[Saved data entries]
== Segment start ==
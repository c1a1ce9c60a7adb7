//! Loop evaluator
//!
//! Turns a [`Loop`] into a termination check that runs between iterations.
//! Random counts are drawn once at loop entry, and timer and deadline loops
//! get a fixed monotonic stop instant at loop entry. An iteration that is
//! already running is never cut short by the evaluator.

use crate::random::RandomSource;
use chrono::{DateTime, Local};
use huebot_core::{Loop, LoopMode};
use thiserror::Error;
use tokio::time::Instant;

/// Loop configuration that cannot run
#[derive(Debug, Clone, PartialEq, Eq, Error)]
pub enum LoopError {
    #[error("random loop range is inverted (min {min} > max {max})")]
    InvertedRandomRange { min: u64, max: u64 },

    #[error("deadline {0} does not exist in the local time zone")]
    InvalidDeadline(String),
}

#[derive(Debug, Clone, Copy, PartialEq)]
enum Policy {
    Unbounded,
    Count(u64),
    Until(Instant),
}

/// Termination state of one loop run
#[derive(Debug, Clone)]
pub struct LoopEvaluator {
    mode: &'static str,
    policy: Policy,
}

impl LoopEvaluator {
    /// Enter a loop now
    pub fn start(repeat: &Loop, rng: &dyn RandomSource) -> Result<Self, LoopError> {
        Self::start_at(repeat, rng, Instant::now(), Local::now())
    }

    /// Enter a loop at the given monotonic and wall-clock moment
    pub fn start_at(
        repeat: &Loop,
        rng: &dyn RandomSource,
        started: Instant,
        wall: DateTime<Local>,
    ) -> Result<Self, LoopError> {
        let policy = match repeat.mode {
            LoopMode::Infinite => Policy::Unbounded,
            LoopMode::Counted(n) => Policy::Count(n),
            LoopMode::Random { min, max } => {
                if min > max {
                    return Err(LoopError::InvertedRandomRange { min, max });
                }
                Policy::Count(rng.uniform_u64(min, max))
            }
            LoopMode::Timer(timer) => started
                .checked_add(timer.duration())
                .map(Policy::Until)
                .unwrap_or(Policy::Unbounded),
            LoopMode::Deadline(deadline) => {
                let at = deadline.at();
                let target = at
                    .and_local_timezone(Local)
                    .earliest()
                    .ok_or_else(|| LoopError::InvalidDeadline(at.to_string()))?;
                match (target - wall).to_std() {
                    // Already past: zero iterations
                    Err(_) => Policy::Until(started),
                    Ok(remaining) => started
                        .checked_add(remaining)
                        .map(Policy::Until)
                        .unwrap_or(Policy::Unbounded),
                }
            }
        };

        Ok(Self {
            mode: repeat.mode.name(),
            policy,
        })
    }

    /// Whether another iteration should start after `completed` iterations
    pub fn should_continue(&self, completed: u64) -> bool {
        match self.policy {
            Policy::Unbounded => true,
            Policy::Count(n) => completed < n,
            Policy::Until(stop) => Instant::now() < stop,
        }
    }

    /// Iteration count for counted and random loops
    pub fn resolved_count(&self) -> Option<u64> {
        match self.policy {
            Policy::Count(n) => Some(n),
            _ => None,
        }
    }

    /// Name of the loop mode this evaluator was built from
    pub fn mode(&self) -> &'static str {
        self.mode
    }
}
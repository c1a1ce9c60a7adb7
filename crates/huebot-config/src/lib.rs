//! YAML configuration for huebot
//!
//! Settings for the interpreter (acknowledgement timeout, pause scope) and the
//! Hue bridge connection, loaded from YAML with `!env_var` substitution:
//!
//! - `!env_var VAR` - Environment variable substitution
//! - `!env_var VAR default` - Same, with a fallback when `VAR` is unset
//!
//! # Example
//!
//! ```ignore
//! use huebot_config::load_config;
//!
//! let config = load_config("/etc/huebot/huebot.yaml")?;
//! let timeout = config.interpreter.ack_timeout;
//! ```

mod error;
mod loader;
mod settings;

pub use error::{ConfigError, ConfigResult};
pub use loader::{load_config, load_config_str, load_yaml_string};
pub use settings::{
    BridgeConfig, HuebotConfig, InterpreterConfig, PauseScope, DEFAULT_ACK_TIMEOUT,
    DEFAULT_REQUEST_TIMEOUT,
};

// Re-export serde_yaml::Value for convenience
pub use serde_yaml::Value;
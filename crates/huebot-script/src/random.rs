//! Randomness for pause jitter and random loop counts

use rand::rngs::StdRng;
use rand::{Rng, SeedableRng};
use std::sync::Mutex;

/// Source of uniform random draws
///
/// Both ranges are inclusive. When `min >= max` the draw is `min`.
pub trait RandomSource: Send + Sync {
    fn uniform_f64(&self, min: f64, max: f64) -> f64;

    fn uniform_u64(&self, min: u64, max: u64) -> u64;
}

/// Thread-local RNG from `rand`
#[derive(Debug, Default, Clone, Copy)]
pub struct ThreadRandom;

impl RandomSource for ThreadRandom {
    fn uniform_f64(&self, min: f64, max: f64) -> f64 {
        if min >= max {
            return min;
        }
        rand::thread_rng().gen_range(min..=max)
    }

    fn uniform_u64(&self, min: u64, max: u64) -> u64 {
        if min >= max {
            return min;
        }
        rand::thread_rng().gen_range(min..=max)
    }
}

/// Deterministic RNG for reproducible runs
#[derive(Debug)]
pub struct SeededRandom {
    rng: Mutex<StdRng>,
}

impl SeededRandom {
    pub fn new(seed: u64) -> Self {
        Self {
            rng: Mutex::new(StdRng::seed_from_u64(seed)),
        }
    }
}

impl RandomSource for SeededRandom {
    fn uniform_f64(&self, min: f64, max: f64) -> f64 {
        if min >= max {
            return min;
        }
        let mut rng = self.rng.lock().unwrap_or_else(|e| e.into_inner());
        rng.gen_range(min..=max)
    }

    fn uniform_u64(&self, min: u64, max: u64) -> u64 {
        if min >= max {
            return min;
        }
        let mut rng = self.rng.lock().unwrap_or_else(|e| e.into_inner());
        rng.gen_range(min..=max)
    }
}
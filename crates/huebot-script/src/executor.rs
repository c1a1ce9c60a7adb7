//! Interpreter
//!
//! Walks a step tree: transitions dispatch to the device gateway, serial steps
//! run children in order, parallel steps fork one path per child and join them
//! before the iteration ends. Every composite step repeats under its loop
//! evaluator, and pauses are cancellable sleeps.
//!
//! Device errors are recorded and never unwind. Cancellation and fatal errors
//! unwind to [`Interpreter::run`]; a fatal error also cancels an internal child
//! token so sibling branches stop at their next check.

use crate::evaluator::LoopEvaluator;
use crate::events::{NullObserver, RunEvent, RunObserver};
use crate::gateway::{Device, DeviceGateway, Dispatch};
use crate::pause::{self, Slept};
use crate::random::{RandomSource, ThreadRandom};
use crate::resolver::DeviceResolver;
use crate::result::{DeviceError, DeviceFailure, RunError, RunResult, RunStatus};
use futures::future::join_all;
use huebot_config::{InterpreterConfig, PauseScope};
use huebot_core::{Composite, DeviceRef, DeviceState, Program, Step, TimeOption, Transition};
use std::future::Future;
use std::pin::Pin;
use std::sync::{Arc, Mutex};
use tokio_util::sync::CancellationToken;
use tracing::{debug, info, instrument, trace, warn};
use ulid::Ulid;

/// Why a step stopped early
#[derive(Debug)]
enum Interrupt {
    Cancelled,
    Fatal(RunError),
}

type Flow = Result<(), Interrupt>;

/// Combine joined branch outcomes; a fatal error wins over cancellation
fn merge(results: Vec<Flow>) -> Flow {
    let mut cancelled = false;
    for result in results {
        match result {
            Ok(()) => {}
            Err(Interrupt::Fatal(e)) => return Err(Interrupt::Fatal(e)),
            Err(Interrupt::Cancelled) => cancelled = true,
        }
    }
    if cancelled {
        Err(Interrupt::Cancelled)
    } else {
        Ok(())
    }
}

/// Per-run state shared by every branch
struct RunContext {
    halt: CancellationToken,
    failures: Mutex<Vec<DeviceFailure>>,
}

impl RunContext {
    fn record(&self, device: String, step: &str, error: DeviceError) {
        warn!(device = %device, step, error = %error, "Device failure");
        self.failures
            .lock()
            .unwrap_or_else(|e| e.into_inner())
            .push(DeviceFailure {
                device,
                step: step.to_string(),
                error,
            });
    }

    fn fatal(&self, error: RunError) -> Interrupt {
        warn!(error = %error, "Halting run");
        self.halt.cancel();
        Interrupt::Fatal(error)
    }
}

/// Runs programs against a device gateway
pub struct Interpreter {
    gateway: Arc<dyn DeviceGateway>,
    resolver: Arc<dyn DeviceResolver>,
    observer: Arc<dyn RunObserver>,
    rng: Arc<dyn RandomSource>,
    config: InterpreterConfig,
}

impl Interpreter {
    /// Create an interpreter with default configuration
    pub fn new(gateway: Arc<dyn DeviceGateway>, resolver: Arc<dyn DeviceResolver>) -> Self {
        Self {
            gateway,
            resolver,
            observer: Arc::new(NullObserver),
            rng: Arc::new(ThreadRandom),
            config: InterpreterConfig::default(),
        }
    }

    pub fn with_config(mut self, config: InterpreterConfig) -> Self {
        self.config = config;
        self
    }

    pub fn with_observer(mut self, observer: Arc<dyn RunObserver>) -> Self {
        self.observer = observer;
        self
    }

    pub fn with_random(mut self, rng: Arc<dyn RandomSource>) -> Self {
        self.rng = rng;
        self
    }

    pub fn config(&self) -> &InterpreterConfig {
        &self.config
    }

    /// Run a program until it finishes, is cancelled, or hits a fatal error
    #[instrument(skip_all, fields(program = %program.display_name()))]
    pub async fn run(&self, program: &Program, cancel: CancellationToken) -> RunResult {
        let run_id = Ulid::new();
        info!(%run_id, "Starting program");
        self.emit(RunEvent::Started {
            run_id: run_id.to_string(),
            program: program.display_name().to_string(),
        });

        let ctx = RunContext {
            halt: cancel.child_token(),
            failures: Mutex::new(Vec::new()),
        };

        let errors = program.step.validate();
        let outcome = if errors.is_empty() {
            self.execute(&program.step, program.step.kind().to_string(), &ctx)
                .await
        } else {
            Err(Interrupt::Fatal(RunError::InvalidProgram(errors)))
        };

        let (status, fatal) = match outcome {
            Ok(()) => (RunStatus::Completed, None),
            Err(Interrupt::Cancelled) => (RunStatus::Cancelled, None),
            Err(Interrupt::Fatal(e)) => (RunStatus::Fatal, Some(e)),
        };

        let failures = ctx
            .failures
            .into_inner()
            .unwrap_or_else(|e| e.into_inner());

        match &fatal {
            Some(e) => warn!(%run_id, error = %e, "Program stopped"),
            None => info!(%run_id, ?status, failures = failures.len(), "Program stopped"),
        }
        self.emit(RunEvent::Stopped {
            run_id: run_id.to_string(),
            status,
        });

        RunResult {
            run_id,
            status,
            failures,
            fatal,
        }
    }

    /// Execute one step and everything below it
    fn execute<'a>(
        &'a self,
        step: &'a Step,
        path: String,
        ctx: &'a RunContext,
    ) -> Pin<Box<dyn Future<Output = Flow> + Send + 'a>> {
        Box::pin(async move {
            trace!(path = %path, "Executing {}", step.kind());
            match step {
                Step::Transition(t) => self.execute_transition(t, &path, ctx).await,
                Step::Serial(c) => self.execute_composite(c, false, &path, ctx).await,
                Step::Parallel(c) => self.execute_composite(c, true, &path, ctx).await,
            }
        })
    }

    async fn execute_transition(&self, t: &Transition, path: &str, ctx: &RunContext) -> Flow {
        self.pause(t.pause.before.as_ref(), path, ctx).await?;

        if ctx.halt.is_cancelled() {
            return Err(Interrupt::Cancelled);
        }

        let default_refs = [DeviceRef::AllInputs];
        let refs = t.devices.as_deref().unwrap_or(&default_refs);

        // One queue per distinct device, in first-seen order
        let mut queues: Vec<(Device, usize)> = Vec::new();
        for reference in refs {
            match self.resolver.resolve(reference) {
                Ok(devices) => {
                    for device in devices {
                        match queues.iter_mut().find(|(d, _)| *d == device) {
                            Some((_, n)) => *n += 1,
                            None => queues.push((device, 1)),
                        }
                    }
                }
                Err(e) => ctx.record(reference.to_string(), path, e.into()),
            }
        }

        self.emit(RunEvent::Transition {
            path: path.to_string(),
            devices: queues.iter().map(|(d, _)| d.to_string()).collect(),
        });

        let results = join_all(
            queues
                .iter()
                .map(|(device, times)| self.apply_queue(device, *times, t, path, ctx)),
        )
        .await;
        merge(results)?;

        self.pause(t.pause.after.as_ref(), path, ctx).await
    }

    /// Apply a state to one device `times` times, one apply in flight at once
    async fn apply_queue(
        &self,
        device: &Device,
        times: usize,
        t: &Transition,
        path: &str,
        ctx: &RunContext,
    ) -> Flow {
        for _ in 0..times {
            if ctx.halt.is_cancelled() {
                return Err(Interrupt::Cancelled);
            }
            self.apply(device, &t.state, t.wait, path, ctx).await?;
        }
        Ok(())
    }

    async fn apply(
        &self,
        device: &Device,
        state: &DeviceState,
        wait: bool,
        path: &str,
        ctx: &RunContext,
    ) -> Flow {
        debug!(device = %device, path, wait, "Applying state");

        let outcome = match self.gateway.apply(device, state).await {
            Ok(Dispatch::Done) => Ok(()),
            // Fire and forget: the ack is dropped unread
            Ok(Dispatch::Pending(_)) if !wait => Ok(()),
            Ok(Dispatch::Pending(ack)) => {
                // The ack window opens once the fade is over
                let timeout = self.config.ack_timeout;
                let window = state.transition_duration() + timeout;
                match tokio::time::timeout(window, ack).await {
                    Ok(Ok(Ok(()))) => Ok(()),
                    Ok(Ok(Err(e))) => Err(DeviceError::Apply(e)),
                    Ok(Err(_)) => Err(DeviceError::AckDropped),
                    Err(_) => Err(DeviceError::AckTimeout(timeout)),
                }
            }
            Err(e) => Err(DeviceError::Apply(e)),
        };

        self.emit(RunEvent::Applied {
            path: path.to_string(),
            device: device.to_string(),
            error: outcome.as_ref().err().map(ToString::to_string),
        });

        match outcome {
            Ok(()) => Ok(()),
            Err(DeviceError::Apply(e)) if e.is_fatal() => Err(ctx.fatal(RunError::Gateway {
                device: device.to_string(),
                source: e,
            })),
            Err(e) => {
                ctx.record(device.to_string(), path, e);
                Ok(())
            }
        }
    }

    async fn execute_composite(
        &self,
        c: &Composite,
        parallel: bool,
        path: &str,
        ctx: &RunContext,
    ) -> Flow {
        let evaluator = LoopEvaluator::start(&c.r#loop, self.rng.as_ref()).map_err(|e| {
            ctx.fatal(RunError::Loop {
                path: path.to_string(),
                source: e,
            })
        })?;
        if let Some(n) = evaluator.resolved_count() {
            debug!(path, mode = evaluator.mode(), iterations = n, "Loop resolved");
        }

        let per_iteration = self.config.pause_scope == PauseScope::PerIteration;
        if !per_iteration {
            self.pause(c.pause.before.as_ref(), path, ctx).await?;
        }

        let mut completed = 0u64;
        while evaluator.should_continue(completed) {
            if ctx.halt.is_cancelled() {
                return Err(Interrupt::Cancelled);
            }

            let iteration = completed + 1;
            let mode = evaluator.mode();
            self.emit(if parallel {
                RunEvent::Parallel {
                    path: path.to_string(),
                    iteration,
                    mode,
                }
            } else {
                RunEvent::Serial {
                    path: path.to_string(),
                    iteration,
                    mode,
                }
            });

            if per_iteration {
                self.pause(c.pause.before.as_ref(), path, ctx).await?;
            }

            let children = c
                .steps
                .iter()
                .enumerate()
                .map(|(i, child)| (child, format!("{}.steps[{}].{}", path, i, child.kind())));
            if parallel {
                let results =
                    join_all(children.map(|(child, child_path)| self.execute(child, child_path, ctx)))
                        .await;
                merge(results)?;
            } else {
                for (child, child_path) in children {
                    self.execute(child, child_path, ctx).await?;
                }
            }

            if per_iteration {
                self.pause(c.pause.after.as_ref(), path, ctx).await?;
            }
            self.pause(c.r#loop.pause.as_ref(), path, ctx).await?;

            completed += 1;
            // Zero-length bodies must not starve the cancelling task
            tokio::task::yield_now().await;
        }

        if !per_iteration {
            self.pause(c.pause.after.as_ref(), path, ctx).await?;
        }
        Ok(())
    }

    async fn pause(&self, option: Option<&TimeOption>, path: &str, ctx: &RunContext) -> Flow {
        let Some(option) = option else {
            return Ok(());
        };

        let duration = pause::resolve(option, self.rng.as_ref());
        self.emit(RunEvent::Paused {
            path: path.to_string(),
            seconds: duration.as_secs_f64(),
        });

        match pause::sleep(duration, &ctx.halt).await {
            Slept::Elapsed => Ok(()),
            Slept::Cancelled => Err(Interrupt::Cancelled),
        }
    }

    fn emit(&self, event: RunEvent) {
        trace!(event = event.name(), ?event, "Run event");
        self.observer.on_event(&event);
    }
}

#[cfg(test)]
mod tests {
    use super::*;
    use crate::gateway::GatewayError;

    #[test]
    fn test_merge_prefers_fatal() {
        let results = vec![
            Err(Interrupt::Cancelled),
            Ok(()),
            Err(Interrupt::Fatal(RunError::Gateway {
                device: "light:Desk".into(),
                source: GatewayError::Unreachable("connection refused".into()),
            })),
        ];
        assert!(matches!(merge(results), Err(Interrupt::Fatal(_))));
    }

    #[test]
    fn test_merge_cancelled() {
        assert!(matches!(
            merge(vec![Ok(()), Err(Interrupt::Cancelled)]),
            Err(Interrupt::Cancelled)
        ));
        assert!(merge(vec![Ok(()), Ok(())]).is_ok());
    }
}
== Segment end ==
Count the lines in the records above that contain "script", please, and give the number without any other words.

— Written answer —
2